Data extracted from a collection
= Beginning of Section =
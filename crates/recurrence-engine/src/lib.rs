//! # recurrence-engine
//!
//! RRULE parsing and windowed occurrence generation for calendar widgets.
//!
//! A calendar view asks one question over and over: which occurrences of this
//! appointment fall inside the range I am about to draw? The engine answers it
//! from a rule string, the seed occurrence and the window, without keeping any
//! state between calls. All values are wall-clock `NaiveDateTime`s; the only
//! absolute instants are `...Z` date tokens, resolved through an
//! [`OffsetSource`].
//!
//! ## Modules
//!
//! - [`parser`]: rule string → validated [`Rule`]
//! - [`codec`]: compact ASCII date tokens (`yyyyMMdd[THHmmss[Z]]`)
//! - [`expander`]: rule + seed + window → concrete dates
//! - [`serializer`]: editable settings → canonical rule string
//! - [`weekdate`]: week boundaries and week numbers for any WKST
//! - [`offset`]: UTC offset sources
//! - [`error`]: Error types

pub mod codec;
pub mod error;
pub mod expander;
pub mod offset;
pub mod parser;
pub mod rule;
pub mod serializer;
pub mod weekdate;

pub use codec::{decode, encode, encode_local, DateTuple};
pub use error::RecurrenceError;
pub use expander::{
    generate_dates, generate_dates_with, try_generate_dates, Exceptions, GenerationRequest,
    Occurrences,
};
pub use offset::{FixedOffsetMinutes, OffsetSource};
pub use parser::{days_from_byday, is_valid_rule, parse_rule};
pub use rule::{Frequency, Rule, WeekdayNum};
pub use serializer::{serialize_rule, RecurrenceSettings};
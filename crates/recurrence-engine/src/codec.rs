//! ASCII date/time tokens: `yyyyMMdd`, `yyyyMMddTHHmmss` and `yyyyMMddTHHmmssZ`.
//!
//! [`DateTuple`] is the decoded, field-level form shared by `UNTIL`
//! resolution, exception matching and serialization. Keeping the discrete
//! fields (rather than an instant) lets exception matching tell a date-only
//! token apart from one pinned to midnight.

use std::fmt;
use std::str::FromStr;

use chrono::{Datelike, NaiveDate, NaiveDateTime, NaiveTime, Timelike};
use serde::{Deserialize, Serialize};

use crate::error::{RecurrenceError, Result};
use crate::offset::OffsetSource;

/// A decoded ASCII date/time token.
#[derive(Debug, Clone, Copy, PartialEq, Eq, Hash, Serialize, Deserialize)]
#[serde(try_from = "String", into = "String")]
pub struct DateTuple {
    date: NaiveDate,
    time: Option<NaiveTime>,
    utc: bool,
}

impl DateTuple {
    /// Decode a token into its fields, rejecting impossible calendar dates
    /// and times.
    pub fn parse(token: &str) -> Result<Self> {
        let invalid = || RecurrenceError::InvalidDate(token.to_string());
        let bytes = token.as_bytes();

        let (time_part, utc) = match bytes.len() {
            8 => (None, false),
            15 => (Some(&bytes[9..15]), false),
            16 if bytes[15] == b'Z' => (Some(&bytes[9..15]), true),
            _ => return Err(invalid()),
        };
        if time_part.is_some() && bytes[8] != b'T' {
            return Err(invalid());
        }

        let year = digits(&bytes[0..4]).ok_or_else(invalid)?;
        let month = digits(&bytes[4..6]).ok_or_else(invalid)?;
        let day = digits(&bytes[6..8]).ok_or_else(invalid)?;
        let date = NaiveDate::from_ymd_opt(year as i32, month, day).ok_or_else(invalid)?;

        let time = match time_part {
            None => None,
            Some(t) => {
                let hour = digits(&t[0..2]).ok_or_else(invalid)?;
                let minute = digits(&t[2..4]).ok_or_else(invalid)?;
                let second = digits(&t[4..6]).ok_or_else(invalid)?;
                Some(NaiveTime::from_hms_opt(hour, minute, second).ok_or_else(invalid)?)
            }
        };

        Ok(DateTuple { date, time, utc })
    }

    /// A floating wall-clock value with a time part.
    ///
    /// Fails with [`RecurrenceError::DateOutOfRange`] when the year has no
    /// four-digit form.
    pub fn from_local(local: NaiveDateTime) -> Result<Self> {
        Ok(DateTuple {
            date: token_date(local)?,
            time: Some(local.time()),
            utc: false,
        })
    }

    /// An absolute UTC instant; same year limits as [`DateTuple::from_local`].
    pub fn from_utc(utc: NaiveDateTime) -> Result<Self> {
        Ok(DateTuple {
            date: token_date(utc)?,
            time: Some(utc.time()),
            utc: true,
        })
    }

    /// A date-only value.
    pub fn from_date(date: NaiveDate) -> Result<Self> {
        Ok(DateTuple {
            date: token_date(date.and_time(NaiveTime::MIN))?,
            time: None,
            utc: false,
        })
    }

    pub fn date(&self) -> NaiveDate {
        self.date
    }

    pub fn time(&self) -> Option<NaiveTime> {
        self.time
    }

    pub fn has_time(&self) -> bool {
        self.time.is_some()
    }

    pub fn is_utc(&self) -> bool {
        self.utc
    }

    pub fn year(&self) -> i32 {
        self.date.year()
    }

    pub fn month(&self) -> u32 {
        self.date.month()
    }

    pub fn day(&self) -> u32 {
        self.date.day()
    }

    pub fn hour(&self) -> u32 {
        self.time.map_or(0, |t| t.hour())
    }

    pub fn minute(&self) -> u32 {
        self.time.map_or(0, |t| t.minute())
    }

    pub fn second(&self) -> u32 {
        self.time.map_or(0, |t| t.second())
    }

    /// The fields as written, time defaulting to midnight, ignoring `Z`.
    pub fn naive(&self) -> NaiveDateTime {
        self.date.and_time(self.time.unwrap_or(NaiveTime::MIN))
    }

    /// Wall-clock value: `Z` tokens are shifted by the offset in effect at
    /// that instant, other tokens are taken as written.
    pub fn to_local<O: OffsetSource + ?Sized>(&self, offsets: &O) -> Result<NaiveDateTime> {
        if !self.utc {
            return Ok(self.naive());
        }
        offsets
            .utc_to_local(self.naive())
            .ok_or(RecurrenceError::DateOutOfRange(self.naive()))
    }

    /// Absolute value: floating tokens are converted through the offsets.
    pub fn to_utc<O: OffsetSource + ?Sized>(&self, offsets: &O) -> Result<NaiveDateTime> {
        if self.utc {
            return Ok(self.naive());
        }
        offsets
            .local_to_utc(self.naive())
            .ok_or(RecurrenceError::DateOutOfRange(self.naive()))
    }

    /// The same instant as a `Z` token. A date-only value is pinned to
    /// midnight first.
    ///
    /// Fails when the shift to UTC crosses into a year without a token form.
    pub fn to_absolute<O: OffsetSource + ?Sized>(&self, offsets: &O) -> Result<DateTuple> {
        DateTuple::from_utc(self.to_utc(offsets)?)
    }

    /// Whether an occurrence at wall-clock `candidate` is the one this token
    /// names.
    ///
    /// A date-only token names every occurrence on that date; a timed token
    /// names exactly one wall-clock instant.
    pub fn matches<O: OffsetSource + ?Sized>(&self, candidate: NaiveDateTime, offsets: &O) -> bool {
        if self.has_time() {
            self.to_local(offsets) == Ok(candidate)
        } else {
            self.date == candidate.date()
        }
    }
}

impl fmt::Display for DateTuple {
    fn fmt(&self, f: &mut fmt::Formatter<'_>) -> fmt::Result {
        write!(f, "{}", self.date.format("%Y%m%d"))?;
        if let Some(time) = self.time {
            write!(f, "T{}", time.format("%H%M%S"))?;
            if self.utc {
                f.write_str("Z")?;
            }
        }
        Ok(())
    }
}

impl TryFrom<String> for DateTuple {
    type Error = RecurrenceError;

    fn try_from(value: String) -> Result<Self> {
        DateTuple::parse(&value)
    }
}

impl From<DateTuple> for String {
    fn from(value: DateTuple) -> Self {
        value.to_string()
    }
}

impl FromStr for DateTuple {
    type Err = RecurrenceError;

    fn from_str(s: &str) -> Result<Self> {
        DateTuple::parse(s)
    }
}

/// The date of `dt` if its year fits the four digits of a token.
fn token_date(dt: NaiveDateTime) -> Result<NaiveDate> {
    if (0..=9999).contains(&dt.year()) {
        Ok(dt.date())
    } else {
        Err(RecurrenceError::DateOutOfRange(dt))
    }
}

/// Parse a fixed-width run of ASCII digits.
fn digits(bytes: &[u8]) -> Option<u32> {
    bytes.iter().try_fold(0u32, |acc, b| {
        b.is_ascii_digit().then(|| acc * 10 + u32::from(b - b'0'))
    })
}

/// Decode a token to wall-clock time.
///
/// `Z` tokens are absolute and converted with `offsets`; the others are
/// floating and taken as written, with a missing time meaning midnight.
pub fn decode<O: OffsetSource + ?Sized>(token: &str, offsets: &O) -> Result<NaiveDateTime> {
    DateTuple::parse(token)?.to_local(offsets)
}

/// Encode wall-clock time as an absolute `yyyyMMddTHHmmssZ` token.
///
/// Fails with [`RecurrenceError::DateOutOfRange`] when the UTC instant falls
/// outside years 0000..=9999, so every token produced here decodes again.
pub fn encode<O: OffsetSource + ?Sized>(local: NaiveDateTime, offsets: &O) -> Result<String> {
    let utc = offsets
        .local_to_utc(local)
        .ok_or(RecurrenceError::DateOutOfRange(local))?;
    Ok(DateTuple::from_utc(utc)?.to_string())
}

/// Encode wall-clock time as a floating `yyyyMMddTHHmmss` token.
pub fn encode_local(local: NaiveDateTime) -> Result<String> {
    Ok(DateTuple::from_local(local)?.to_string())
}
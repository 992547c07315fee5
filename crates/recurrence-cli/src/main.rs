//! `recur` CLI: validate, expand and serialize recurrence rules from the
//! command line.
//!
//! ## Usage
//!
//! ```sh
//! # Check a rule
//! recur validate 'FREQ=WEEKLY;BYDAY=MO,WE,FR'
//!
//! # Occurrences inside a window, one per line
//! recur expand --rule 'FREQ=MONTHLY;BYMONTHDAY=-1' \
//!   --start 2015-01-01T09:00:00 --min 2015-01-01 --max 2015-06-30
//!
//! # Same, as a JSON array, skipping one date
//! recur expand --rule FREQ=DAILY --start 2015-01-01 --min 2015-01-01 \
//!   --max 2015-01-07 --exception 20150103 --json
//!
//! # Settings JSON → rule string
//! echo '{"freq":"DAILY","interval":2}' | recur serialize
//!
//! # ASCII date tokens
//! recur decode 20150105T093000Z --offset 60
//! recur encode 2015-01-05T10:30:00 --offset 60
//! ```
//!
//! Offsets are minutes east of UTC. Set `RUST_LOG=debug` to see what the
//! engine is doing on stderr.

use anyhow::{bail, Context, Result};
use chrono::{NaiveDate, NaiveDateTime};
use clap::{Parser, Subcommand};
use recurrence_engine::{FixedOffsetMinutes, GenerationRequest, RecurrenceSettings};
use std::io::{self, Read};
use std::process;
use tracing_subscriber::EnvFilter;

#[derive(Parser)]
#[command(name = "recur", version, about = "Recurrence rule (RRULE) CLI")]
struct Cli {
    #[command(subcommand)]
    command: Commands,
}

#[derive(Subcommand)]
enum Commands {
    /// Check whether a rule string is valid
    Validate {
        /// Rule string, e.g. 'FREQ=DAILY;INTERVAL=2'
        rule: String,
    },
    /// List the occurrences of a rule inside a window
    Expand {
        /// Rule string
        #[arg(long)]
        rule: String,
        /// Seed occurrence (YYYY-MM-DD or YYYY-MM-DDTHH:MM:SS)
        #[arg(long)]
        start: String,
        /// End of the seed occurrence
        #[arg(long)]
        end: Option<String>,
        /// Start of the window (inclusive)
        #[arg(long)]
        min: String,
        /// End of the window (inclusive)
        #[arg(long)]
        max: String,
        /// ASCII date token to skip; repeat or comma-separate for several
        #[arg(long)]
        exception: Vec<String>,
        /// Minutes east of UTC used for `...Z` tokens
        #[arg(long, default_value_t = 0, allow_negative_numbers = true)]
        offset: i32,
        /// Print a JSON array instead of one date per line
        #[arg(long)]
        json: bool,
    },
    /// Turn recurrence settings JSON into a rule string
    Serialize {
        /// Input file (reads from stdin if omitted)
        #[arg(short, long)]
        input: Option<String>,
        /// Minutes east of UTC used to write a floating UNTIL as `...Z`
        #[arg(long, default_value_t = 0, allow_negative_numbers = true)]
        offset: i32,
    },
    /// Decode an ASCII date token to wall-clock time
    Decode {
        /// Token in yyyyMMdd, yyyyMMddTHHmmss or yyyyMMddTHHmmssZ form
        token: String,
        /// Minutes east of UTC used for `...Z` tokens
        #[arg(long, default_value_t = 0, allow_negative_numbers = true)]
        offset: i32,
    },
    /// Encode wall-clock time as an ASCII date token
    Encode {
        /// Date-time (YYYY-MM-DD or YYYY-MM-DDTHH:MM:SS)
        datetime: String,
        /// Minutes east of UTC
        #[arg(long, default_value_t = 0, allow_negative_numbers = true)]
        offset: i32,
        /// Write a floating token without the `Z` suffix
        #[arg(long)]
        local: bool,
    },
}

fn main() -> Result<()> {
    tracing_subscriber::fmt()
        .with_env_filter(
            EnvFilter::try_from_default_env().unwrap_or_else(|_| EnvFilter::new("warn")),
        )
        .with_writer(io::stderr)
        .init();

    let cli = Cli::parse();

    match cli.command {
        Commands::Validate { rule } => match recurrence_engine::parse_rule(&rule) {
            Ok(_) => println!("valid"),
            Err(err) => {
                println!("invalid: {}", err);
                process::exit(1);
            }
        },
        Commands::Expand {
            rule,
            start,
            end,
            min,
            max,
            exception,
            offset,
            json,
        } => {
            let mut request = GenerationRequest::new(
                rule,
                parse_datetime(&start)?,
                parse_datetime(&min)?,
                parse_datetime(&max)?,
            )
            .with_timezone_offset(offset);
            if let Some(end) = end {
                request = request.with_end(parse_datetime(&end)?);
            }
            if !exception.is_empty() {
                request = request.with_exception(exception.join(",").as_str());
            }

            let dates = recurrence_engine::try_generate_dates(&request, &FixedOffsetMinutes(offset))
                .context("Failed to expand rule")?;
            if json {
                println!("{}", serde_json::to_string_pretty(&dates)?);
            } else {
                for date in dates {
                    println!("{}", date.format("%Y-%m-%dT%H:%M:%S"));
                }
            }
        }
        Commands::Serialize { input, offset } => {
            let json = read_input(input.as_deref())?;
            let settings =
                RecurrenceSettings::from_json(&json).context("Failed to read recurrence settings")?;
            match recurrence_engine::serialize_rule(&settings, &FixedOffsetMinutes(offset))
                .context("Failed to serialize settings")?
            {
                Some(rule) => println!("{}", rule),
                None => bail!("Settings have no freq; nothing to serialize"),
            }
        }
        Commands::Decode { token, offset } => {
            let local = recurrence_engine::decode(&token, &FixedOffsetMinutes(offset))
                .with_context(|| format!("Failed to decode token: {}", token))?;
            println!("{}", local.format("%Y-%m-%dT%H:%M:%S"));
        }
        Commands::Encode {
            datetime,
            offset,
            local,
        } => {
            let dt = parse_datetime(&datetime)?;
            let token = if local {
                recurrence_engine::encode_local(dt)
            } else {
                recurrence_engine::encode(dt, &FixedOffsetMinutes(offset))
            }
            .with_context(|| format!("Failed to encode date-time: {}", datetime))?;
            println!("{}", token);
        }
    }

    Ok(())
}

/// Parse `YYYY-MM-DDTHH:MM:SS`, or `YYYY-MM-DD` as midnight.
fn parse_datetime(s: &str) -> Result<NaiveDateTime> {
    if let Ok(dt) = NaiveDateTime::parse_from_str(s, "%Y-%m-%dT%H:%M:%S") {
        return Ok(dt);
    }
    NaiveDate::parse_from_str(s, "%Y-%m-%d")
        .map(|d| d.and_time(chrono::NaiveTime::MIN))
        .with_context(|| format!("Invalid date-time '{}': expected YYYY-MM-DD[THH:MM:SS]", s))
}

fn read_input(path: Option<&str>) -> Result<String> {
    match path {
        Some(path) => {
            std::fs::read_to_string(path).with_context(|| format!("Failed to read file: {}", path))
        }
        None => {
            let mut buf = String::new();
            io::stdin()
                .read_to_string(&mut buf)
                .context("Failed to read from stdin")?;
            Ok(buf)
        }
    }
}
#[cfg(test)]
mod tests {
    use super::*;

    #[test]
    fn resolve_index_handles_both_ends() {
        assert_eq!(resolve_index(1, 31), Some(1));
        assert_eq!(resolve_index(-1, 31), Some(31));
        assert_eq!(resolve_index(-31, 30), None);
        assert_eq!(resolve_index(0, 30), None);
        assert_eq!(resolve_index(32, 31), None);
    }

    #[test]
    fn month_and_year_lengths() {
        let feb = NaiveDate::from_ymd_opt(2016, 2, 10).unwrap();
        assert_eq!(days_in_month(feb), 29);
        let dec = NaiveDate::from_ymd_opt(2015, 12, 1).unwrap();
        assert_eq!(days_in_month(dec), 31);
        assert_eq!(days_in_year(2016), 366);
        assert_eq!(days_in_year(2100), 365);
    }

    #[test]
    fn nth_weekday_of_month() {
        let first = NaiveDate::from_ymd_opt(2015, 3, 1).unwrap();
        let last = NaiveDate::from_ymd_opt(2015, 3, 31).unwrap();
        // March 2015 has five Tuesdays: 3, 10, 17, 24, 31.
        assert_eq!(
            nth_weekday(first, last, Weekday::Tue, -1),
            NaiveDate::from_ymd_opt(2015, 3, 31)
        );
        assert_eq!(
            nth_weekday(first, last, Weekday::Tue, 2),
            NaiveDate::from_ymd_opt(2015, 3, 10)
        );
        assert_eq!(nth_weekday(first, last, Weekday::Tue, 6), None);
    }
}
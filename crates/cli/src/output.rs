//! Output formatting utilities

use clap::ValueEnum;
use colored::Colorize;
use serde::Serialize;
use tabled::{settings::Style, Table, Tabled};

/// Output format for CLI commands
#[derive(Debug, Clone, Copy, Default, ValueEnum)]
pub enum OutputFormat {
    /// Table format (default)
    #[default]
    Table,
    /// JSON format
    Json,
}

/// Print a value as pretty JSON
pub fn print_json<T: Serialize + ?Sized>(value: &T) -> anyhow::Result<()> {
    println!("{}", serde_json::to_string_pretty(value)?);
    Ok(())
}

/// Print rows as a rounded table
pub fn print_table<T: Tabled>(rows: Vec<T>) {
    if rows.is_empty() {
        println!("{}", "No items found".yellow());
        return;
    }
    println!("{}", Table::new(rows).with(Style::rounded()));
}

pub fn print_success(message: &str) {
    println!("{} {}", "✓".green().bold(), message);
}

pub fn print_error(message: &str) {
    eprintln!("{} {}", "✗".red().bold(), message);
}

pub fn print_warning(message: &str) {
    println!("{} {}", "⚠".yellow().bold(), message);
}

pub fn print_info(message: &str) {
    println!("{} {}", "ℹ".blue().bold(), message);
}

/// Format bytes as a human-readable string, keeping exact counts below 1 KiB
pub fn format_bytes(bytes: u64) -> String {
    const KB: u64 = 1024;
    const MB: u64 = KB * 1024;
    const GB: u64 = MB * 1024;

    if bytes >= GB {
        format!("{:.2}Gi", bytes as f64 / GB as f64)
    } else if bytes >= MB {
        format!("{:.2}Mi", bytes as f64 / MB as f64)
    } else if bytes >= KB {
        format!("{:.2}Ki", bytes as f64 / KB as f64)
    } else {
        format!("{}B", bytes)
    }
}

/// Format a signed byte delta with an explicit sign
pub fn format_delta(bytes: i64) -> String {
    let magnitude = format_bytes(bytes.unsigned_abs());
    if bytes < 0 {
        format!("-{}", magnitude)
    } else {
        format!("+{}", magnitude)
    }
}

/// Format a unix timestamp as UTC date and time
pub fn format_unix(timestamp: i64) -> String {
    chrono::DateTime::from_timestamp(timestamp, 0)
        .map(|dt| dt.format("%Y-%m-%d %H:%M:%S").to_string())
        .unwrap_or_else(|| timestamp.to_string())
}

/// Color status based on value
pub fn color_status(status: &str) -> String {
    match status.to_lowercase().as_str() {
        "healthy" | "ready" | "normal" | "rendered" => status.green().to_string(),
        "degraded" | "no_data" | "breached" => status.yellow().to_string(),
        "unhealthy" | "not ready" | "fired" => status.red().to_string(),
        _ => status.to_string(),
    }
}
= End of Section =
* EXERCISE AIM: From the start of the data to the line that holds "pub mod parser;", retype each line exactly, with both ends included.

* TASK RESPONSE:
filename crates/recurrence-engine/src/lib.rs
//! # recurrence-engine
//!
//! RRULE parsing and windowed occurrence generation for calendar widgets.
//!
//! A calendar view asks one question over and over: which occurrences of this
//! appointment fall inside the range I am about to draw? The engine answers it
//! from a rule string, the seed occurrence and the window, without keeping any
//! state between calls. All values are wall-clock `NaiveDateTime`s; the only
//! absolute instants are `...Z` date tokens, resolved through an
//! [`OffsetSource`].
//!
//! ## Modules
//!
//! - [`parser`]: rule string → validated [`Rule`]
//! - [`codec`]: compact ASCII date tokens (`yyyyMMdd[THHmmss[Z]]`)
//! - [`expander`]: rule + seed + window → concrete dates
//! - [`serializer`]: editable settings → canonical rule string
//! - [`weekdate`]: week boundaries and week numbers for any WKST
//! - [`offset`]: UTC offset sources
//! - [`error`]: Error types

pub mod codec;
pub mod error;
pub mod expander;
pub mod offset;
pub mod parser;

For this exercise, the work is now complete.